[Opening GIVEN INFORMATION section]
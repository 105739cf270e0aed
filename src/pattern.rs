//! Tuple features and the radix-15 index hash.
//!
//! A tuple feature samples four board cells in a fixed order. The four ranks are
//! read as big-endian base-15 digits, giving an index into that tuple's weight
//! table:
//!
//! ```text
//! index = 3375 * r0 + 225 * r1 + 15 * r2 + r3      (r0..r3 in 0..=14)
//! ```
//!
//! The default network uses the four rows followed by the four columns.

use thiserror::Error;

use crate::board::{Board, NUM_CELLS};

/// Cells per tuple.
pub const TUPLE_LEN: usize = 4;

/// Number of tuples in the default network.
pub const NUM_TUPLES: usize = 8;

/// Size of the feature alphabet (ranks 0-14).
pub const RANK_RADIX: usize = 15;

/// Entries per weight table: 15^4.
pub const TUPLE_TABLE_SIZE: usize = RANK_RADIX * RANK_RADIX * RANK_RADIX * RANK_RADIX;

/// Tuple definition errors.
#[derive(Error, Debug, PartialEq, Eq)]
pub enum PatternError {
    /// Cell position outside 0..16
    #[error("Invalid tuple position: {0}")]
    InvalidPosition(usize),

    /// The same cell appears twice in one tuple
    #[error("Duplicate tuple position: {0}")]
    DuplicatePosition(usize),
}

/// An ordered 4-tuple of board cells.
#[derive(Clone, Copy, Debug, PartialEq, Eq)]
pub struct TupleFeature {
    /// Tuple id, equal to the index of its weight table
    pub id: u8,
    /// Sampled cells, most significant digit first
    pub positions: [usize; TUPLE_LEN],
}

/// Rows 0-3 then columns 0-3.
pub const DEFAULT_TUPLES: [TupleFeature; NUM_TUPLES] = [
    TupleFeature { id: 0, positions: [0, 1, 2, 3] },
    TupleFeature { id: 1, positions: [4, 5, 6, 7] },
    TupleFeature { id: 2, positions: [8, 9, 10, 11] },
    TupleFeature { id: 3, positions: [12, 13, 14, 15] },
    TupleFeature { id: 4, positions: [0, 4, 8, 12] },
    TupleFeature { id: 5, positions: [1, 5, 9, 13] },
    TupleFeature { id: 6, positions: [2, 6, 10, 14] },
    TupleFeature { id: 7, positions: [3, 7, 11, 15] },
];

impl TupleFeature {
    /// Create a tuple feature.
    ///
    /// # Errors
    ///
    /// - `PatternError::InvalidPosition` when a cell is outside 0..16
    /// - `PatternError::DuplicatePosition` when a cell is repeated
    pub fn new(id: u8, positions: [usize; TUPLE_LEN]) -> Result<Self, PatternError> {
        for (i, &pos) in positions.iter().enumerate() {
            if pos >= NUM_CELLS {
                return Err(PatternError::InvalidPosition(pos));
            }
            if positions[..i].contains(&pos) {
                return Err(PatternError::DuplicatePosition(pos));
            }
        }
        Ok(Self { id, positions })
    }
}

/// Table index of one tuple on a board.
///
/// # Panics
///
/// When a sampled rank is 15 or more. Such a rank comes from a broken board
/// encoding and would otherwise alias an unrelated table slot.
///
/// # Examples
///
/// ```
/// use tdl2048::board::Board;
/// use tdl2048::pattern::{DEFAULT_TUPLES, extract_index};
///
/// let board = Board::from_cells([1, 2, 3, 4, 0, 0, 0, 0, 0, 0, 0, 0, 0, 0, 0, 0]).unwrap();
/// assert_eq!(extract_index(&board, &DEFAULT_TUPLES[0]), 3375 + 2 * 225 + 3 * 15 + 4);
/// ```
#[inline]
pub fn extract_index(board: &Board, tuple: &TupleFeature) -> usize {
    tuple.positions.iter().fold(0, |index, &pos| {
        let rank = board.get(pos) as usize;
        assert!(
            rank < RANK_RADIX,
            "rank {} at cell {} exceeds the feature alphabet (0-{})",
            rank,
            pos,
            RANK_RADIX - 1
        );
        index * RANK_RADIX + rank
    })
}

/// Indices of every tuple, written into `out`.
#[inline]
pub fn extract_all_into(
    board: &Board,
    tuples: &[TupleFeature; NUM_TUPLES],
    out: &mut [usize; NUM_TUPLES],
) {
    for (slot, tuple) in out.iter_mut().zip(tuples.iter()) {
        *slot = extract_index(board, tuple);
    }
}

/// Indices of every tuple.
pub fn extract_all(board: &Board, tuples: &[TupleFeature; NUM_TUPLES]) -> [usize; NUM_TUPLES] {
    let mut out = [0usize; NUM_TUPLES];
    extract_all_into(board, tuples, &mut out);
    out
}

#[cfg(test)]
mod tests {
    use super::*;

    #[test]
    fn test_table_size() {
        assert_eq!(TUPLE_TABLE_SIZE, 50625);
    }

    #[test]
    fn test_default_tuple_ids_match_slots() {
        for (i, tuple) in DEFAULT_TUPLES.iter().enumerate() {
            assert_eq!(tuple.id as usize, i);
            assert!(TupleFeature::new(tuple.id, tuple.positions).is_ok());
        }
    }

    #[test]
    fn test_new_rejects_bad_positions() {
        assert_eq!(
            TupleFeature::new(0, [0, 1, 2, 16]),
            Err(PatternError::InvalidPosition(16))
        );
        assert_eq!(
            TupleFeature::new(0, [0, 1, 1, 3]),
            Err(PatternError::DuplicatePosition(1))
        );
    }

    #[test]
    fn test_empty_board_maps_to_zero() {
        let board = Board::new();
        assert_eq!(extract_all(&board, &DEFAULT_TUPLES), [0; NUM_TUPLES]);
    }

    #[test]
    fn test_index_uses_tuple_order() {
        let mut board = Board::new();
        board.set(0, 1);
        board.set(4, 2);
        // row 0 sees rank 1 as its most significant digit
        assert_eq!(extract_index(&board, &DEFAULT_TUPLES[0]), 3375);
        // column 0 sees ranks 1, 2 as its first two digits
        assert_eq!(extract_index(&board, &DEFAULT_TUPLES[4]), 3375 + 2 * 225);
        // row 1 sees rank 2 first
        assert_eq!(extract_index(&board, &DEFAULT_TUPLES[1]), 2 * 3375);
    }

    #[test]
    fn test_max_index_in_range() {
        let board = Board::from_cells([14; 16]).unwrap();
        for tuple in &DEFAULT_TUPLES {
            assert_eq!(extract_index(&board, tuple), TUPLE_TABLE_SIZE - 1);
        }
    }

    #[test]
    fn test_indices_always_in_range() {
        let mut board = Board::new();
        for pos in 0..16 {
            board.set(pos, ((pos * 7) % 15) as u8);
        }
        for index in extract_all(&board, &DEFAULT_TUPLES) {
            assert!(index < TUPLE_TABLE_SIZE);
        }
    }

    #[test]
    #[should_panic(expected = "exceeds the feature alphabet")]
    fn test_out_of_range_rank_panics() {
        let mut board = Board::new();
        board.set(2, 15);
        extract_index(&board, &DEFAULT_TUPLES[0]);
    }

    #[test]
    fn test_extract_is_pure() {
        let board = Board::from_cells([3, 1, 0, 2, 5, 0, 0, 1, 0, 0, 4, 0, 2, 0, 0, 6]).unwrap();
        let first = extract_all(&board, &DEFAULT_TUPLES);
        let second = extract_all(&board, &DEFAULT_TUPLES);
        assert_eq!(first, second);
    }
}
[Closing GIVEN INFORMATION section]
__TASK DETAILS__. An identical copy of the entries above is the expected result.

__SOLUTION TO THIS EXERCISE__.
repository 105739cf270e0aed
filename src/pattern.rs
//! Tuple features and the radix-15 index hash.
//!
//! A tuple feature samples four board cells in a fixed order. The four ranks are
//! read as big-endian base-15 digits, giving an index into that tuple's weight
//! table:
//!
//! ```text
//! index = 3375 * r0 + 225 * r1 + 15 * r2 + r3      (r0..r3 in 0..=14)
//! ```
//!
//! The default network uses the four rows followed by the four columns.

use thiserror::Error;

use crate::board::{Board, NUM_CELLS};

/// Cells per tuple.
pub const TUPLE_LEN: usize = 4;

/// Number of tuples in the default network.
pub const NUM_TUPLES: usize = 8;

/// Size of the feature alphabet (ranks 0-14).
pub const RANK_RADIX: usize = 15;

/// Entries per weight table: 15^4.
pub const TUPLE_TABLE_SIZE: usize = RANK_RADIX * RANK_RADIX * RANK_RADIX * RANK_RADIX;

/// Tuple definition errors.
#[derive(Error, Debug, PartialEq, Eq)]
pub enum PatternError {
    /// Cell position outside 0..16
    #[error("Invalid tuple position: {0}")]
    InvalidPosition(usize),

    /// The same cell appears twice in one tuple
    #[error("Duplicate tuple position: {0}")]
    DuplicatePosition(usize),
}

/// An ordered 4-tuple of board cells.
#[derive(Clone, Copy, Debug, PartialEq, Eq)]
pub struct TupleFeature {
    /// Tuple id, equal to the index of its weight table
    pub id: u8,
    /// Sampled cells, most significant digit first
    pub positions: [usize; TUPLE_LEN],
}

/// Rows 0-3 then columns 0-3.
pub const DEFAULT_TUPLES: [TupleFeature; NUM_TUPLES] = [
    TupleFeature { id: 0, positions: [0, 1, 2, 3] },
    TupleFeature { id: 1, positions: [4, 5, 6, 7] },
    TupleFeature { id: 2, positions: [8, 9, 10, 11] },
    TupleFeature { id: 3, positions: [12, 13, 14, 15] },
    TupleFeature { id: 4, positions: [0, 4, 8, 12] },
    TupleFeature { id: 5, positions: [1, 5, 9, 13] },
    TupleFeature { id: 6, positions: [2, 6, 10, 14] },
    TupleFeature { id: 7, positions: [3, 7, 11, 15] },
];

impl TupleFeature {
    /// Create a tuple feature.
    ///
    /// # Errors
    ///
    /// - `PatternError::InvalidPosition` when a cell is outside 0..16
    /// - `PatternError::DuplicatePosition` when a cell is repeated
    pub fn new(id: u8, positions: [usize; TUPLE_LEN]) -> Result<Self, PatternError> {
        for (i, &pos) in positions.iter().enumerate() {
            if pos >= NUM_CELLS {
                return Err(PatternError::InvalidPosition(pos));
            }
            if positions[..i].contains(&pos) {
                return Err(PatternError::DuplicatePosition(pos));
            }
        }
        Ok(Self { id, positions })
    }
}

/// Table index of one tuple on a board.
///
/// # Panics
///
/// When a sampled rank is 15 or more. Such a rank comes from a broken board
/// encoding and would otherwise alias an unrelated table slot.
///
/// # Examples
///
/// ```
/// use tdl2048::board::Board;
/// use tdl2048::pattern::{DEFAULT_TUPLES, extract_index};
///
/// let board = Board::from_cells([1, 2, 3, 4, 0, 0, 0, 0, 0, 0, 0, 0, 0, 0, 0, 0]).unwrap();
/// assert_eq!(extract_index(&board, &DEFAULT_TUPLES[0]), 3375 + 2 * 225 + 3 * 15 + 4);
/// ```
#[inline]
pub fn extract_index(board: &Board, tuple: &TupleFeature) -> usize {
    tuple.positions.iter().fold(0, |index, &pos| {
        let rank = board.get(pos) as usize;
        assert!(
            rank < RANK_RADIX,
            "rank {} at cell {} exceeds the feature alphabet (0-{})",
            rank,
            pos,
            RANK_RADIX - 1
        );
        index * RANK_RADIX + rank
    })
}

/// Indices of every tuple, written into `out`.
#[inline]
pub fn extract_all_into(
    board: &Board,
    tuples: &[TupleFeature; NUM_TUPLES],
    out: &mut [usize; NUM_TUPLES],
) {
    for (slot, tuple) in out.iter_mut().zip(tuples.iter()) {
        *slot = extract_index(board, tuple);
    }
}

/// Indices of every tuple.
pub fn extract_all(board: &Board, tuples: &[TupleFeature; NUM_TUPLES]) -> [usize; NUM_TUPLES] {
    let mut out = [0usize; NUM_TUPLES];
    extract_all_into(board, tuples, &mut out);
    out
}

#[cfg(test)]
mod tests {
    use super::*;

    #[test]
    fn test_table_size() {
        assert_eq!(TUPLE_TABLE_SIZE, 50625);
    }

    #[test]
    fn test_default_tuple_ids_match_slots() {
        for (i, tuple) in DEFAULT_TUPLES.iter().enumerate() {
            assert_eq!(tuple.id as usize, i);
            assert!(TupleFeature::new(tuple.id, tuple.positions).is_ok());
        }
    }

    #[test]
    fn test_new_rejects_bad_positions() {
        assert_eq!(
            TupleFeature::new(0, [0, 1, 2, 16]),
            Err(PatternError::InvalidPosition(16))
        );
        assert_eq!(
            TupleFeature::new(0, [0, 1, 1, 3]),
            Err(PatternError::DuplicatePosition(1))
        );
    }

    #[test]
    fn test_empty_board_maps_to_zero() {
        let board = Board::new();
        assert_eq!(extract_all(&board, &DEFAULT_TUPLES), [0; NUM_TUPLES]);
    }

    #[test]
    fn test_index_uses_tuple_order() {
        let mut board = Board::new();
        board.set(0, 1);
        board.set(4, 2);
        // row 0 sees rank 1 as its most significant digit
        assert_eq!(extract_index(&board, &DEFAULT_TUPLES[0]), 3375);
        // column 0 sees ranks 1, 2 as its first two digits
        assert_eq!(extract_index(&board, &DEFAULT_TUPLES[4]), 3375 + 2 * 225);
        // row 1 sees rank 2 first
        assert_eq!(extract_index(&board, &DEFAULT_TUPLES[1]), 2 * 3375);
    }

    #[test]
    fn test_max_index_in_range() {
        let board = Board::from_cells([14; 16]).unwrap();
        for tuple in &DEFAULT_TUPLES {
            assert_eq!(extract_index(&board, tuple), TUPLE_TABLE_SIZE - 1);
        }
    }

    #[test]
    fn test_indices_always_in_range() {
        let mut board = Board::new();
        for pos in 0..16 {
            board.set(pos, ((pos * 7) % 15) as u8);
        }
        for index in extract_all(&board, &DEFAULT_TUPLES) {
            assert!(index < TUPLE_TABLE_SIZE);
        }
    }

    #[test]
    #[should_panic(expected = "exceeds the feature alphabet")]
    fn test_out_of_range_rank_panics() {
        let mut board = Board::new();
        board.set(2, 15);
        extract_index(&board, &DEFAULT_TUPLES[0]);
    }

    #[test]
    fn test_extract_is_pure() {
        let board = Board::from_cells([3, 1, 0, 2, 5, 0, 0, 1, 0, 0, 4, 0, 2, 0, 0, 6]).unwrap();
        let first = extract_all(&board, &DEFAULT_TUPLES);
        let second = extract_all(&board, &DEFAULT_TUPLES);
        assert_eq!(first, second);
    }
}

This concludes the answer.